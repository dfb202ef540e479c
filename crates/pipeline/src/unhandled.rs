use std::any::Any;
use std::panic::AssertUnwindSafe;

use async_trait::async_trait;
use futures_util::FutureExt;

use crate::behavior::{Behavior, Next};
use crate::error::{PipelineError, Result};
use crate::request::{Request, RequestContext};

/// Reduces unexpected failures to [`PipelineError::Unhandled`].
///
/// Installed outermost so it wraps validation and the handler. Expected
/// errors (`NotFound`, `Validation`, `Cancelled`) pass through unchanged.
/// Anything else, including a panic inside the chain, is logged with full
/// detail and replaced by the request name plus the dispatch's correlation
/// id.
#[derive(Debug, Clone, Copy, Default)]
pub struct UnhandledExceptionBehavior;

#[async_trait]
impl<R: Request> Behavior<R> for UnhandledExceptionBehavior {
    async fn handle(
        &self,
        request: R,
        ctx: &RequestContext,
        next: Next<'_, R>,
    ) -> Result<R::Response> {
        let outcome = AssertUnwindSafe(next.run(request)).catch_unwind().await;

        let detail = match outcome {
            Ok(Ok(response)) => return Ok(response),
            Ok(Err(error)) if error.is_expected() => return Err(error),
            Ok(Err(error)) => format!("{error:?}"),
            Err(panic) => format!("panic: {}", panic_message(panic.as_ref())),
        };

        tracing::error!(
            request = R::NAME,
            correlation_id = %ctx.correlation_id(),
            actor = %ctx.actor(),
            error = %detail,
            "Unhandled failure while processing request"
        );

        Err(PipelineError::Unhandled {
            request: R::NAME,
            correlation_id: ctx.correlation_id(),
        })
    }
}

fn panic_message(payload: &(dyn Any + Send)) -> &str {
    if let Some(message) = payload.downcast_ref::<&'static str>() {
        message
    } else if let Some(message) = payload.downcast_ref::<String>() {
        message
    } else {
        "non-string panic payload"
    }
}
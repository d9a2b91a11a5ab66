//! HTTP middleware pipeline.
//!
//! Requests traverse the stack in this order:
//!
//! ```text
//! Request → Security Headers → Request ID → Rate Limit (per-minute)
//!         → [route gates: auth → strict rate limit → validation]
//!         → Handler
//! ```
//!
//! The per-minute limit runs before authentication, so a flood of
//! unauthorized requests is cut off by the cheap timestamp check instead
//! of reaching the credential table; route-strict budgets sit behind the
//! auth gate and are only consumed by authorized callers. Denials from
//! any stage render the standard error envelope; the per-minute layer
//! stamps `X-RateLimit-*` headers and the security-headers layer stamps
//! its set on every response, including those denials.

pub mod auth;
pub mod ip;
pub mod rate_limit;
pub mod request_id;
pub mod security_headers;
pub mod validate;

pub use auth::{ApiKeyAuthLayer, AuthContext, Credential, CredentialStore, Permission};
pub use ip::{FALLBACK_CLIENT_IP, resolve_client_ip};
pub use rate_limit::{Category, Decision, RateLimitLayer, SlidingWindowLimiter};
pub use request_id::{RequestId, RequestIdLayer};
pub use security_headers::SecurityHeadersLayer;
pub use validate::ValidateJsonLayer;
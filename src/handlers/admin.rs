//! Administrative handlers. All routes here sit behind the admin
//! permission gate and a tight strict rate limit.

use axum::extract::State;
use axum::http::StatusCode;
use axum::response::Response;
use tracing::info;

use crate::models::GeneratedKey;
use crate::response::ApiResponse;
use crate::state::AppState;

/// `POST /api/admin/keys` - mint a fresh API key.
///
/// The key is returned once and never logged or stored; activating it
/// means deploying it through the role-key configuration.
pub async fn generate_key(State(state): State<AppState>) -> Response {
    let api_key = state.credentials.issue_key();
    info!("Admin generated a new API key");

    let generated = GeneratedKey {
        api_key,
        note: "Add this key to the service configuration to activate it; it is not live yet"
            .to_string(),
    };

    ApiResponse::ok("API key generated")
        .with_data(&generated)
        .into_response_with_status(StatusCode::CREATED)
}
#[tokio::test]
async fn query_param_key_still_works() {
    let app = app();

    let request = Request::builder()
        .method("POST")
        .uri(format!("/api/games?api_key={WRITER_KEY}"))
        .header("content-type", "application/json")
        .body(Body::from(game_payload("Celeste").to_string()))
        .unwrap();

    let response = app.oneshot(request).await.unwrap();
    assert_eq!(response.status(), StatusCode::CREATED);
}

#[tokio::test]
async fn delete_requires_delete_permission() {
    let app = app();

    let response = app
        .clone()
        .oneshot(post_game(&game_payload("Hades"), Some(WRITER_KEY)))
        .await
        .unwrap();
    let id = body_json(response).await["data"]["id"].as_u64().unwrap();

    // Writer holds write but not delete
    let request = Request::builder()
        .method("DELETE")
        .uri(format!("/api/games/{id}"))
        .header("x-api-key", WRITER_KEY)
        .body(Body::empty())
        .unwrap();
    let response = app.clone().oneshot(request).await.unwrap();
    assert_eq!(response.status(), StatusCode::FORBIDDEN);

    let request = Request::builder()
        .method("DELETE")
        .uri(format!("/api/games/{id}"))
        .header("x-api-key", ADMIN_KEY)
        .body(Body::empty())
        .unwrap();
    let response = app.oneshot(request).await.unwrap();
    assert_eq!(response.status(), StatusCode::OK);
}

// =============================================================================
// Validation
// =============================================================================

#[tokio::test]
async fn sql_injection_is_rejected() {
    let app = app();
    let payload = json!({
        "name": "'; DROP TABLE games; --",
        "category": "RPG",
        "price": 19.99,
        "rating": 8.0
    });

    let response = app.oneshot(post_game(&payload, Some(WRITER_KEY))).await.unwrap();

    assert_eq!(response.status(), StatusCode::BAD_REQUEST);
    let envelope = body_json(response).await;
    assert_eq!(envelope["success"], false);
    assert!(!envelope["errors"].as_array().unwrap().is_empty());
}

#[tokio::test]
async fn xss_payload_is_rejected() {
    let app = app();
    let payload = json!({
        "name": "<script>alert('xss')</script>",
        "category": "RPG",
        "price": 19.99,
        "rating": 8.0
    });

    let response = app.oneshot(post_game(&payload, Some(WRITER_KEY))).await.unwrap();
    assert_eq!(response.status(), StatusCode::BAD_REQUEST);
}

#[tokio::test]
async fn out_of_range_rating_is_rejected() {
    let app = app();
    let payload = json!({ "name": "ok", "category": "RPG", "price": 19.99, "rating": 11.0 });

    let response = app.oneshot(post_game(&payload, Some(WRITER_KEY))).await.unwrap();

    assert_eq!(response.status(), StatusCode::BAD_REQUEST);
    let envelope = body_json(response).await;
    assert!(
        envelope["errors"]
            .as_array()
            .unwrap()
            .iter()
            .any(|e| e.as_str().unwrap().contains("rating"))
    );
}

#[tokio::test]
async fn oversized_payload_is_rejected() {
    let app = app();
    let payload = json!({
        "name": "ok",
        "category": "RPG",
        "price": 19.99,
        "rating": 8.0,
        "blob": "a".repeat(11 * 1024)
    });

    let response = app.oneshot(post_game(&payload, Some(WRITER_KEY))).await.unwrap();

    assert_eq!(response.status(), StatusCode::BAD_REQUEST);
    let envelope = body_json(response).await;
    assert!(
        envelope["errors"]
            .as_array()
            .unwrap()
            .iter()
            .any(|e| e.as_str().unwrap().contains("too large"))
    );
}

#[tokio::test]
async fn malformed_json_is_rejected() {
    let app = app();

    let request = Request::builder()
        .method("POST")
        .uri("/api/games")
        .header("content-type", "application/json")
        .header("x-api-key", WRITER_KEY)
        .body(Body::from("{truncated"))
        .unwrap();

    let response = app.oneshot(request).await.unwrap();
    assert_eq!(response.status(), StatusCode::BAD_REQUEST);
}

#[tokio::test]
async fn string_fields_are_sanitized_on_create() {
    let app = app();
    // Quotes are stripped by the sanitizer but pass validation
    let payload = json!({
        "name": "Baldur's Gate 3",
        "category": "RPG",
        "price": 59.99,
        "rating": 9.8
    });

    let response = app.oneshot(post_game(&payload, Some(WRITER_KEY))).await.unwrap();

    assert_eq!(response.status(), StatusCode::CREATED);
    let envelope = body_json(response).await;
    assert_eq!(envelope["data"]["name"], "Baldurs Gate 3");
}

#[tokio::test]
async fn string_fields_are_sanitized_on_update() {
    let app = app();

    let response = app
        .clone()
        .oneshot(post_game(&game_payload("Hades"), Some(WRITER_KEY)))
        .await
        .unwrap();
    let id = body_json(response).await["data"]["id"].as_u64().unwrap();

    let request = Request::builder()
        .method("PUT")
        .uri(format!("/api/games/{id}"))
        .header("content-type", "application/json")
        .header("x-api-key", WRITER_KEY)
        .body(Body::from(json!({ "name": "Hades II: It's Here" }).to_string()))
        .unwrap();
    let response = app.oneshot(request).await.unwrap();

    assert_eq!(response.status(), StatusCode::OK);
    let envelope = body_json(response).await;
    assert_eq!(envelope["data"]["name"], "Hades II: Its Here");
}

#[tokio::test]
async fn empty_body_is_rejected_with_envelope() {
    let app = app();

    let request = Request::builder()
        .method("POST")
        .uri("/api/games")
        .header("content-type", "application/json")
        .header("x-api-key", WRITER_KEY)
        .body(Body::empty())
        .unwrap();
    let response = app.oneshot(request).await.unwrap();

    assert_eq!(response.status(), StatusCode::BAD_REQUEST);
    let envelope = body_json(response).await;
    assert_eq!(envelope["success"], false);
}

#[tokio::test]
async fn missing_content_type_is_rejected_with_envelope() {
    let app = app();

    // No Content-Type header; the body itself is fine
    let request = Request::builder()
        .method("POST")
        .uri("/api/games")
        .header("x-api-key", WRITER_KEY)
        .body(Body::from(game_payload("Hades").to_string()))
        .unwrap();
    let response = app.oneshot(request).await.unwrap();

    assert_eq!(response.status(), StatusCode::BAD_REQUEST);
    let envelope = body_json(response).await;
    assert_eq!(envelope["success"], false);
    assert!(envelope["timestamp"].is_string());
}

// =============================================================================
// Rate Limiting
// =============================================================================

#[tokio::test]
async fn strict_create_limit_kicks_in() {
    let app = app();

    for i in 0..10 {
        let response = app
            .clone()
            .oneshot(post_game(&game_payload(&format!("Game {i}")), Some(WRITER_KEY)))
            .await
            .unwrap();
        assert_eq!(response.status(), StatusCode::CREATED, "request {i}");
    }

    let response = app
        .oneshot(post_game(&game_payload("One Too Many"), Some(WRITER_KEY)))
        .await
        .unwrap();

    assert_eq!(response.status(), StatusCode::TOO_MANY_REQUESTS);
    assert!(response.headers().contains_key("retry-after"));
    let envelope = body_json(response).await;
    assert_eq!(envelope["success"], false);
}

#[tokio::test]
async fn per_minute_limit_exhausts_and_reports_headers() {
    let app = app();

    for i in 0..60 {
        let request = Request::builder()
            .uri("/api/games")
            .body(Body::empty())
            .unwrap();
        let response = app.clone().oneshot(request).await.unwrap();
        assert_eq!(response.status(), StatusCode::OK, "request {i}");

        let remaining: u32 = response
            .headers()
            .get("x-ratelimit-remaining")
            .unwrap()
            .to_str()
            .unwrap()
            .parse()
            .unwrap();
        assert_eq!(remaining, 59 - i);
    }

    let request = Request::builder()
        .uri("/api/games")
        .body(Body::empty())
        .unwrap();
    let response = app.oneshot(request).await.unwrap();

    assert_eq!(response.status(), StatusCode::TOO_MANY_REQUESTS);
    assert_eq!(
        response.headers().get("x-ratelimit-remaining").unwrap(),
        "0"
    );
    assert_eq!(response.headers().get("x-ratelimit-limit").unwrap(), "60");
    assert!(response.headers().contains_key("retry-after"));
}

#[tokio::test]
async fn rate_limits_are_per_client_ip() {
    let app = app();

    // Exhaust the strict delete budget for one IP
    for _ in 0..5 {
        let request = Request::builder()
            .method("DELETE")
            .uri("/api/games/12345")
            .header("x-api-key", ADMIN_KEY)
            .header("x-forwarded-for", "203.0.113.50")
            .body(Body::empty())
            .unwrap();
        app.clone().oneshot(request).await.unwrap();
    }

    let request = Request::builder()
        .method("DELETE")
        .uri("/api/games/12345")
        .header("x-api-key", ADMIN_KEY)
        .header("x-forwarded-for", "203.0.113.50")
        .body(Body::empty())
        .unwrap();
    let response = app.clone().oneshot(request).await.unwrap();
    assert_eq!(response.status(), StatusCode::TOO_MANY_REQUESTS);

    // A different client still has budget (404 means it passed the gate)
    let request = Request::builder()
        .method("DELETE")
        .uri("/api/games/12345")
        .header("x-api-key", ADMIN_KEY)
        .header("x-forwarded-for", "198.51.100.7")
        .body(Body::empty())
        .unwrap();
    let response = app.oneshot(request).await.unwrap();
    assert_eq!(response.status(), StatusCode::NOT_FOUND);
}

#[tokio::test]
async fn rate_limit_headers_on_every_response() {
    let app = app();

    let response = app
        .oneshot(Request::builder().uri("/api/games").body(Body::empty()).unwrap())
        .await
        .unwrap();

    let headers = response.headers();
    assert_eq!(headers.get("x-ratelimit-limit").unwrap(), "60");
    assert!(headers.contains_key("x-ratelimit-remaining"));
    assert!(headers.contains_key("x-ratelimit-reset"));
}

#[tokio::test]
async fn health_is_exempt_from_rate_limiting() {
    let app = app();

    for _ in 0..70 {
        let response = app
            .clone()
            .oneshot(Request::builder().uri("/health").body(Body::empty()).unwrap())
            .await
            .unwrap();
        assert_eq!(response.status(), StatusCode::OK);
    }
}

#[tokio::test]
async fn readiness_probe_is_exempt_from_rate_limiting() {
    let app = app();

    for _ in 0..70 {
        let response = app
            .clone()
            .oneshot(Request::builder().uri("/ready").body(Body::empty()).unwrap())
            .await
            .unwrap();
        assert_eq!(response.status(), StatusCode::OK);
    }
}

#[tokio::test]
async fn debug_mode_disables_rate_limiting() {
    let config = Config {
        debug_mode: true,
        ..Config::default()
    };
    let app = build_router(AppState::new(config));

    for _ in 0..70 {
        let response = app
            .clone()
            .oneshot(Request::builder().uri("/api/games").body(Body::empty()).unwrap())
            .await
            .unwrap();
        assert_eq!(response.status(), StatusCode::OK);
    }
}

// =============================================================================
// Envelope and Headers
// =============================================================================

#[tokio::test]
async fn unknown_path_returns_enveloped_404() {
    let app = app();

    let response = app
        .oneshot(Request::builder().uri("/nope").body(Body::empty()).unwrap())
        .await
        .unwrap();

    assert_eq!(response.status(), StatusCode::NOT_FOUND);
    assert_eq!(
        response.headers().get("x-frame-options").unwrap(),
        "DENY"
    );
    let envelope = body_json(response).await;
    assert_eq!(envelope["success"], false);
}

#[tokio::test]
async fn wrong_method_returns_enveloped_405() {
    let app = app();

    let request = Request::builder()
        .method("PATCH")
        .uri("/api/games")
        .body(Body::empty())
        .unwrap();
    let response = app.oneshot(request).await.unwrap();

    assert_eq!(response.status(), StatusCode::METHOD_NOT_ALLOWED);
    let envelope = body_json(response).await;
    assert_eq!(envelope["success"], false);
}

#### [What is required]
Filter by the word "format": copy every line of the data that holds it.

#### [Completed exercise]
            Ok(Err(error)) => format!("{error:?}"),
            Err(panic) => format!("panic: {}", panic_message(panic.as_ref())),
        .uri(format!("/api/games?api_key={WRITER_KEY}"))
        .uri(format!("/api/games/{id}"))
        .uri(format!("/api/games/{id}"))
        .uri(format!("/api/games/{id}"))
            .oneshot(post_game(&game_payload(&format!("Game {i}")), Some(WRITER_KEY)))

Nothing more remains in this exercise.